------ Data extracts

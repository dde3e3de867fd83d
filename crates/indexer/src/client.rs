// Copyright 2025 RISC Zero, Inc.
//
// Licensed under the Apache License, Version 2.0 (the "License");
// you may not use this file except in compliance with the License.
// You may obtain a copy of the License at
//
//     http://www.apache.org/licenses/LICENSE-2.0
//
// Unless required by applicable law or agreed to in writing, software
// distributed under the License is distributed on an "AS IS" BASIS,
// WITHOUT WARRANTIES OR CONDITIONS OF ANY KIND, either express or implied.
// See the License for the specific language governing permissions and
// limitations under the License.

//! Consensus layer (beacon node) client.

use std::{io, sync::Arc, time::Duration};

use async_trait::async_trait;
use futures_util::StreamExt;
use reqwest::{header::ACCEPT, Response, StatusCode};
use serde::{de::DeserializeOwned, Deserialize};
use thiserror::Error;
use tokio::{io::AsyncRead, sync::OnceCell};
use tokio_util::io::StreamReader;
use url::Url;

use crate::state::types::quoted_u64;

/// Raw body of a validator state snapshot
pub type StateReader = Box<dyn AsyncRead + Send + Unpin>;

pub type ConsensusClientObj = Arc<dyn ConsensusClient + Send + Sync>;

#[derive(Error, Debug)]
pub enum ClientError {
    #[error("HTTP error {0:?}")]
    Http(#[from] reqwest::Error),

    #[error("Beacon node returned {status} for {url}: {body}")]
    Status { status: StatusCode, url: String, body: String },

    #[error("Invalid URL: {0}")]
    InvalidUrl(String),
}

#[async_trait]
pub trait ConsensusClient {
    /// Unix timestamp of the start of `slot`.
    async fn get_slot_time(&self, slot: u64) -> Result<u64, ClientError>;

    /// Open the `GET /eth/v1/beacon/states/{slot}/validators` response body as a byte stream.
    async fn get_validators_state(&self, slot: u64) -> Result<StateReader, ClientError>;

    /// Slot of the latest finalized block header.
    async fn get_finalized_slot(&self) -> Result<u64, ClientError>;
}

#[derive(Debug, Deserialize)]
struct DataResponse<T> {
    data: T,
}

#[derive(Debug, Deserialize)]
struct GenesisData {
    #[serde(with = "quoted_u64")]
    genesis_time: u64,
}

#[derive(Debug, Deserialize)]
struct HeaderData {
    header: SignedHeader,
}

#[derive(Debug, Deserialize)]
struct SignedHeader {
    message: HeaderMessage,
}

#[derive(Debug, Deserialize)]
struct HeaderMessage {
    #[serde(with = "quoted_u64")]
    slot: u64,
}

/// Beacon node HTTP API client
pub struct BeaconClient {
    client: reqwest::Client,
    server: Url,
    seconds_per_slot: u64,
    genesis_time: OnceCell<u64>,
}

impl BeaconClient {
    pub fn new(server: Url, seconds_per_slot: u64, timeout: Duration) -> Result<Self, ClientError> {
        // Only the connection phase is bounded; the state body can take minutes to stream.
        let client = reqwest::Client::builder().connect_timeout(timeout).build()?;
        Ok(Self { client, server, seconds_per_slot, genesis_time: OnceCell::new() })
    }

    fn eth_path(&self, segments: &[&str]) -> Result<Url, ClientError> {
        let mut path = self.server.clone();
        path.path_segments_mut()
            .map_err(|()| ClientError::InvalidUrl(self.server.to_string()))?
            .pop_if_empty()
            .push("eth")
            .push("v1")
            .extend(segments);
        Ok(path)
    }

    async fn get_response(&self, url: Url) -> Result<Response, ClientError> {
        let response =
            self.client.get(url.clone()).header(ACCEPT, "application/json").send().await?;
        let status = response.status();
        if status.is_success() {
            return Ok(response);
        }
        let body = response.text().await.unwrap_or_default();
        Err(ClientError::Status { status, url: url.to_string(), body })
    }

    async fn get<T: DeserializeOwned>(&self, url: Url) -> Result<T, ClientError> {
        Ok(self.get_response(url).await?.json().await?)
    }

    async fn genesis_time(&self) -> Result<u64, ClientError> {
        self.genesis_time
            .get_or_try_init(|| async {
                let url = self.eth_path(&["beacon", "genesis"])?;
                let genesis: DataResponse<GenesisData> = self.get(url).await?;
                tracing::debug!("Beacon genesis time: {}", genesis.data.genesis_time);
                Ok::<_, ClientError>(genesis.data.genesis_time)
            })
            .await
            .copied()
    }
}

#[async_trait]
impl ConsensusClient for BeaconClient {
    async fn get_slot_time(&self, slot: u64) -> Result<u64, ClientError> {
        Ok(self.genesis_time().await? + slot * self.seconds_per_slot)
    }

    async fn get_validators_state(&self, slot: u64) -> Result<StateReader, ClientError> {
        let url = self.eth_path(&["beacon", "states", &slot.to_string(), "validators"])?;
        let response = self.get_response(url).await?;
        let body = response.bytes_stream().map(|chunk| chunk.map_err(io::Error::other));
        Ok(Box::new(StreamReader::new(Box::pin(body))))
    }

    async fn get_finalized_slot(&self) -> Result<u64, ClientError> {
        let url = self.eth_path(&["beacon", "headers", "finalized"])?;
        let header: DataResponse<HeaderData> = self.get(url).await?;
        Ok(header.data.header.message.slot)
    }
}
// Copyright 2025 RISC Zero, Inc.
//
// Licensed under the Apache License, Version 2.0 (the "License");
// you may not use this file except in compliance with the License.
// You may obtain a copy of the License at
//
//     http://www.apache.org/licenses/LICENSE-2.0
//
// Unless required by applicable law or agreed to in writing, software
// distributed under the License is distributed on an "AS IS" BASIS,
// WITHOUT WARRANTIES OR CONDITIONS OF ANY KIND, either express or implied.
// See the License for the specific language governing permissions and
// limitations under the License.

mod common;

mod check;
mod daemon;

------------

● Task:
Count every line above that includes the string "json", and answer with the count only.

● Final answer:
2